Marco Aurélio vai se aposentar e há vários candidatos ao posto. O presidente Bolsonaro já falou que queria um ministro "terrivelmente evangélico", e os discursos no julgamento (de André Mendonça, ministro da Advocacia-Geral da União, e Augusto Aras, procurador-geral da República) foram assim. Tinha um recado ali.
O Judiciário tem contribuído para esse clima de incerteza?
O Judiciário é mais um ator nesse grau de instabilidade e incerteza que vivemos. Deveria ser um fator de previsão, pois trabalha com as leis e a Constituição. Quando isso não ocorre, aumenta a instabilidade no País. Entretanto, hoje, todos os Poderes estão contribuindo para esse cenário.
A insegurança se aplica só ao STF ou a todo o Judiciário?
É do primeiro ao último grau. A insegurança jurídica é a ideia de uma roleta. Ou seja, a decisão sobre uma mesma questão pode variar de juiz para juiz. E isso cria áreas de incerteza.
Como resolver essa questão?
O Judiciário tem mecanismos para tomar decisões mais previsíveis. Por exemplo, a utilização da súmula vinculante (interpretação pacífica ou majoritária adotada por um tribunal a respeito de um tema específico), da reforma de 2004. A pergunta é: por que são tão poucas as súmulas vinculantes?
Luis Roberto Barroso invadiu as atribuições do Senado ao ordenar a abertura da CPI da Covid?
O ministro cumpriu seu papel, assim como o STF, que só age se provocado. Todos os requisitos constitucionais foram cumpridos para a instalação da CPI. Não houve "ativismo jurídico".
Decisões monocráticas recentes causaram grande repercussão. As liminares não deveriam ser exceção?
Sim. Quando o atual presidente assumiu (Luiz Fux), disse que mudaria essa estrutura, mas não conseguiu ainda. Cada um age voltado para os interesses aos quais está sujeito. Quando um ministro ou juiz não quer que determinada questão seja discutida, ele engaveta. A questão da colegialidade vem sendo desrespeitada há muito tempo. E as reviravoltas (decisões monocráticas revistas pelo plenário) aumentam a descrença na Justiça.

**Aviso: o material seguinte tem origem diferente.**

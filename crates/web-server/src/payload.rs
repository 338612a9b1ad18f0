//! Request and response bodies of the user API.

use core_types::User;
use serde::{Deserialize, Serialize};
use uuid::Uuid;
use validator::{Validate, ValidationError};

core_types::exception! {
    /// The request could not be bound or failed validation.
    pub INVALID_REQUEST = (400, "ERR_INVALID_REQUEST");
}

/// `POST /v1/user`
#[derive(Debug, Deserialize, Validate)]
pub struct CreateUserRequest {
    #[validate(length(min = 1))]
    pub name: String,
    #[validate(length(min = 1))]
    pub username: String,
    #[validate(custom(function = "validate_required_age"))]
    pub age: i32,
}

/// A zero age counts as missing.
fn validate_required_age(age: i32) -> Result<(), ValidationError> {
    if age == 0 {
        return Err(ValidationError::new("required"));
    }
    Ok(())
}

/// `GET /v1/user/:id`
#[derive(Debug, Deserialize, Validate)]
pub struct GetUserRequest {
    pub id: Uuid,
}

/// `GET /v1/user?username=`
#[derive(Debug, Deserialize, Validate)]
pub struct ListUsersRequest {
    #[validate(length(min = 1))]
    pub username: String,
}

/// The public view of a [`User`]. Timestamps stay server-side.
#[derive(Debug, Clone, PartialEq, Eq, Serialize, Deserialize)]
pub struct UserPayload {
    pub id: Uuid,
    pub name: String,
    pub username: String,
    pub age: i32,
}

impl From<User> for UserPayload {
    fn from(user: User) -> Self {
        Self {
            id: user.id,
            name: user.name,
            username: user.username,
            age: user.age,
        }
    }
}

#[derive(Debug, Serialize, Deserialize)]
pub struct UserResponse {
    pub user: UserPayload,
}

impl From<User> for UserResponse {
    fn from(user: User) -> Self {
        Self { user: user.into() }
    }
}

/// Always serializes `users` as an array, empty when nothing matched.
#[derive(Debug, Serialize, Deserialize)]
pub struct UsersResponse {
    pub users: Vec<UserPayload>,
}

impl From<Vec<User>> for UsersResponse {
    fn from(users: Vec<User>) -> Self {
        Self {
            users: users.into_iter().map(UserPayload::from).collect(),
        }
    }
}
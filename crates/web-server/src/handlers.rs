use crate::{
    AppState,
    error::ApiError,
    extract::{ValidJson, ValidPath, ValidQuery},
    payload::{CreateUserRequest, GetUserRequest, ListUsersRequest, UserResponse, UsersResponse},
};
use axum::{
    Json,
    extract::State,
    http::StatusCode,
    response::{IntoResponse, Response},
};
use std::sync::Arc;

/// # GET /health
/// 200 when the database answers and the pool holds its minimum size.
pub async fn health(State(state): State<Arc<AppState>>) -> Response {
    match state.health.health().await {
        Ok(()) => (StatusCode::OK, "OK\n").into_response(),
        Err(err) => {
            tracing::error!(error = %err, "Health check failed");
            StatusCode::SERVICE_UNAVAILABLE.into_response()
        }
    }
}

/// # POST /v1/user
pub async fn create_user(
    State(state): State<Arc<AppState>>,
    ValidJson(request): ValidJson<CreateUserRequest>,
) -> Result<Json<UserResponse>, ApiError> {
    let user = state
        .user_creator
        .create(request.name, request.username, request.age)
        .await?;
    Ok(Json(user.into()))
}

/// # GET /v1/user/:id
pub async fn get_user(
    State(state): State<Arc<AppState>>,
    ValidPath(request): ValidPath<GetUserRequest>,
) -> Result<Json<UserResponse>, ApiError> {
    let user = state.user_getter.get_by_id(request.id).await?;
    Ok(Json(user.into()))
}

/// # GET /v1/user?username=
/// Users whose username contains the given text.
pub async fn list_users(
    State(state): State<Arc<AppState>>,
    ValidQuery(request): ValidQuery<ListUsersRequest>,
) -> Result<Json<UsersResponse>, ApiError> {
    let users = state.user_getter.list(&request.username).await?;
    Ok(Json(users.into()))
}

O STF tem cumprido adequadamente seu papel na pandemia?
Sobre o direito à saúde tem respondido, assim como na questão federativa. Mas vivemos uma situação tão pouco previsível que alguns obedecem e outros se acham no direito de não obedecer e até contestar. Todas as deficiências por parte do Executivo acabaram no Judiciário.
Se o governo federal tivesse dado prioridade a minimizar os efeitos da pandemia, certamente não teríamos tantos processos. O Judiciário só age por provocação. E tem sido provocado porque o governo não tem respeitado as medidas demonstradas pela ciência.

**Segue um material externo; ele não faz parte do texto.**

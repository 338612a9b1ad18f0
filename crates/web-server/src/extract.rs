//! Extractors that bind and validate a request part in one step.
//!
//! Both binding and validation failures become [`INVALID_REQUEST`].

use crate::error::ApiError;
use crate::payload::INVALID_REQUEST;
use axum::{
    Json,
    extract::{FromRequest, FromRequestParts, Path, Query, Request},
    http::request::Parts,
};
use serde::de::DeserializeOwned;
use validator::Validate;

/// A validated JSON body.
#[derive(Debug, Clone, Copy, Default)]
pub struct ValidJson<T>(pub T);

/// Validated query string parameters.
#[derive(Debug, Clone, Copy, Default)]
pub struct ValidQuery<T>(pub T);

/// Validated path parameters.
#[derive(Debug, Clone, Copy, Default)]
pub struct ValidPath<T>(pub T);

fn validate<T: Validate>(value: T, what: &str) -> Result<T, ApiError> {
    value
        .validate()
        .map_err(|errors| INVALID_REQUEST.wrap(errors, format!("Cannot validate {what}")))?;
    Ok(value)
}

#[axum::async_trait]
impl<T, S> FromRequest<S> for ValidJson<T>
where
    T: DeserializeOwned + Validate,
    S: Send + Sync,
{
    type Rejection = ApiError;

    async fn from_request(req: Request, state: &S) -> Result<Self, Self::Rejection> {
        let Json(value) = Json::<T>::from_request(req, state)
            .await
            .map_err(|rejection| INVALID_REQUEST.wrap(rejection, "Cannot bind request body"))?;

        Ok(Self(validate(value, "request body")?))
    }
}

#[axum::async_trait]
impl<T, S> FromRequestParts<S> for ValidQuery<T>
where
    T: DeserializeOwned + Validate,
    S: Send + Sync,
{
    type Rejection = ApiError;

    async fn from_request_parts(parts: &mut Parts, state: &S) -> Result<Self, Self::Rejection> {
        let Query(value) = Query::<T>::from_request_parts(parts, state)
            .await
            .map_err(|rejection| INVALID_REQUEST.wrap(rejection, "Cannot bind query"))?;

        Ok(Self(validate(value, "query")?))
    }
}

#[axum::async_trait]
impl<T, S> FromRequestParts<S> for ValidPath<T>
where
    T: DeserializeOwned + Validate + Send,
    S: Send + Sync,
{
    type Rejection = ApiError;

    async fn from_request_parts(parts: &mut Parts, state: &S) -> Result<Self, Self::Rejection> {
        let Path(value) = Path::<T>::from_request_parts(parts, state)
            .await
            .map_err(|rejection| INVALID_REQUEST.wrap(rejection, "Cannot bind path"))?;

        Ok(Self(validate(value, "path")?))
    }
}
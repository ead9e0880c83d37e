//! Stream log client library
//!
//! Append-only streams with consumer groups, behind the [`StreamLog`] trait.
//! Two implementations are provided: [`RedisStreamLog`] talks to Redis
//! Streams through a connection pool, and [`MemoryStreamLog`] keeps
//! everything in process.
//!
//! # Quick Start
//!
//! ```no_run
//! use redstream::stream_log::{RedisConfig, RedisStreamLog, StartPosition, StreamLog};
//!
//! #[tokio::main]
//! async fn main() -> Result<(), Box<dyn std::error::Error>> {
//!     let config = RedisConfig::from_url("redis://localhost:6379/0")?;
//!     let log = RedisStreamLog::new(config).await?;
//!
//!     match log.create_group("events", "workers", StartPosition::Tail).await {
//!         Ok(()) => {}
//!         Err(e) if e.is_group_exists() => {}
//!         Err(e) => return Err(e.into()),
//!     }
//!     Ok(())
//! }
//! ```

pub mod client;
pub mod connection;
pub mod error;
pub mod memory;
pub mod service;
pub mod types;

// Re-export main types for convenience
pub use client::RedisStreamLog;
pub use connection::RedisConfig;
pub use error::{Error, Result};
pub use memory::MemoryStreamLog;
pub use service::{GroupReadOptions, StartPosition, StreamLog};
pub use types::{EntryId, StreamBatch, StreamEntry};
//! Consumer engine for stream consumer groups
//!
//! This module provides:
//! - `Engine`: Starts, supervises and stops the workers for a set of streams
//! - `EngineConfig`: Configuration for an engine
//! - `Liveness`: Read-activity health signal
//!
//! # Consumer Pattern
//!
//! Each configured stream gets `concurrency` workers. Every worker:
//!
//! 1. **Read**: Blocking group read of new entries under its own consumer identity
//! 2. **Track**: Marks the engine live after any non-empty read
//! 3. **Dispatch**: Runs the handler for each entry, one at a time, in read order
//! 4. **Acknowledge**: Acks entries whose handler succeeded, if enabled
//! 5. **Repeat**: Until the engine is stopped
//!
//! Failed handlers leave their entries pending in the group. Read errors are
//! logged and retried after a one second pause, forever.
//!
//! # Example
//!
//! ```no_run
//! use redstream::consumer::{handler_fn, Engine, EngineConfig};
//! use redstream::stream_log::MemoryStreamLog;
//! use std::sync::Arc;
//! use std::time::Duration;
//!
//! #[tokio::main]
//! async fn main() -> Result<(), Box<dyn std::error::Error>> {
//!     let log = Arc::new(MemoryStreamLog::new());
//!     let config = EngineConfig::new(["events"], "workers")
//!         .with_concurrency(4)
//!         .with_ack_on_success(true);
//!
//!     let handler = handler_fn(|_ctx, stream, entry| async move {
//!         println!("Stream={} ID={} Data={:?}", stream, entry.id, entry.fields);
//!         Ok(())
//!     });
//!
//!     let engine = Engine::new(config, log, handler)?;
//!     engine.start().await?;
//!     // ...
//!     engine.stop(Duration::from_secs(5)).await?;
//!     Ok(())
//! }
//! ```

pub mod config;
pub mod engine;
pub mod error;
pub mod handler;
pub mod liveness;
pub mod tracer;
pub mod worker;

mod dispatcher;
mod supervisor;

pub use config::EngineConfig;
pub use engine::{Engine, EngineState};
pub use error::{ConfigError, EngineError, HealthError};
pub use handler::{handler_fn, Handler, HandlerContext, HandlerError, HandlerResult};
pub use liveness::{Liveness, LivenessStatus};
pub use tracer::Tracer;
pub use worker::ConsumerIdentity;
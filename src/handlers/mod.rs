// Handlers module

pub mod health;

pub use health::health_handler;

Há "ativismo jurídico" do STF?
Toda vez que se fala em ativismo é como se a instituição estivesse extrapolando os limites. Não é o caso nessa pandemia. O Supremo tem sido muito provocado. Quanto maior o grau de negacionismo, maior a probabilidade de se entrar com questões a serem resolvidas no Judiciário. E ele tem de responder.
No dia 14, o STF deve decidir sobre a anulação das condenações da 13ª Vara de Curitiba contra Lula na Lava Jato. Qual sua avaliação?
Não arrisco fazer previsões. Os ministros estão divididos, e a decisão provocará consequências, algumas desconhecidas, já que poderão afetar outros processos. Mas a Lava Jato, desde sua origem, provocou divisões entre os ministros. Não há como ignorar que toda a Lava Jato provocou impactos, bastaria observar as profundas alterações na arena politico-partidária decorrentes da última decisão da 2ª turma do STF (que considerou o ex-juiz Sérgio Moro suspeito no caso do triplex de Lula).
Era clara a divisão do tribunal antes da Lava Jato?
Desde sua origem, o STF nunca foi um colegiado marcado pela unanimidade. O que caracteriza os últimos tempos é o grau e a forma em que são explicitadas as divisões. Foram as questões criminais que provocaram esse grau de cisão. Ter divergência é normal em um colegiado, numa democracia. O que se supõe é que os embates ocorram obedecendo parâmetros de civilidade.
Quando o STF começou a ter uma atuação mais política?
A criação da TV Justiça foi uma variável importante, mas não a única. A Constituição de 1988 responde em grande parte por isso. A TV aumentou o grau de transparência, o que é positivo, e os ministros tornaram-se mais conhecidos da população. Por outro lado, a TV Justiça alimentou um grau de exposição e competição entre eles, e, segundo pesquisas, os votos ficaram mais longos.
As informações são do jornal O Estado de S. Paulo.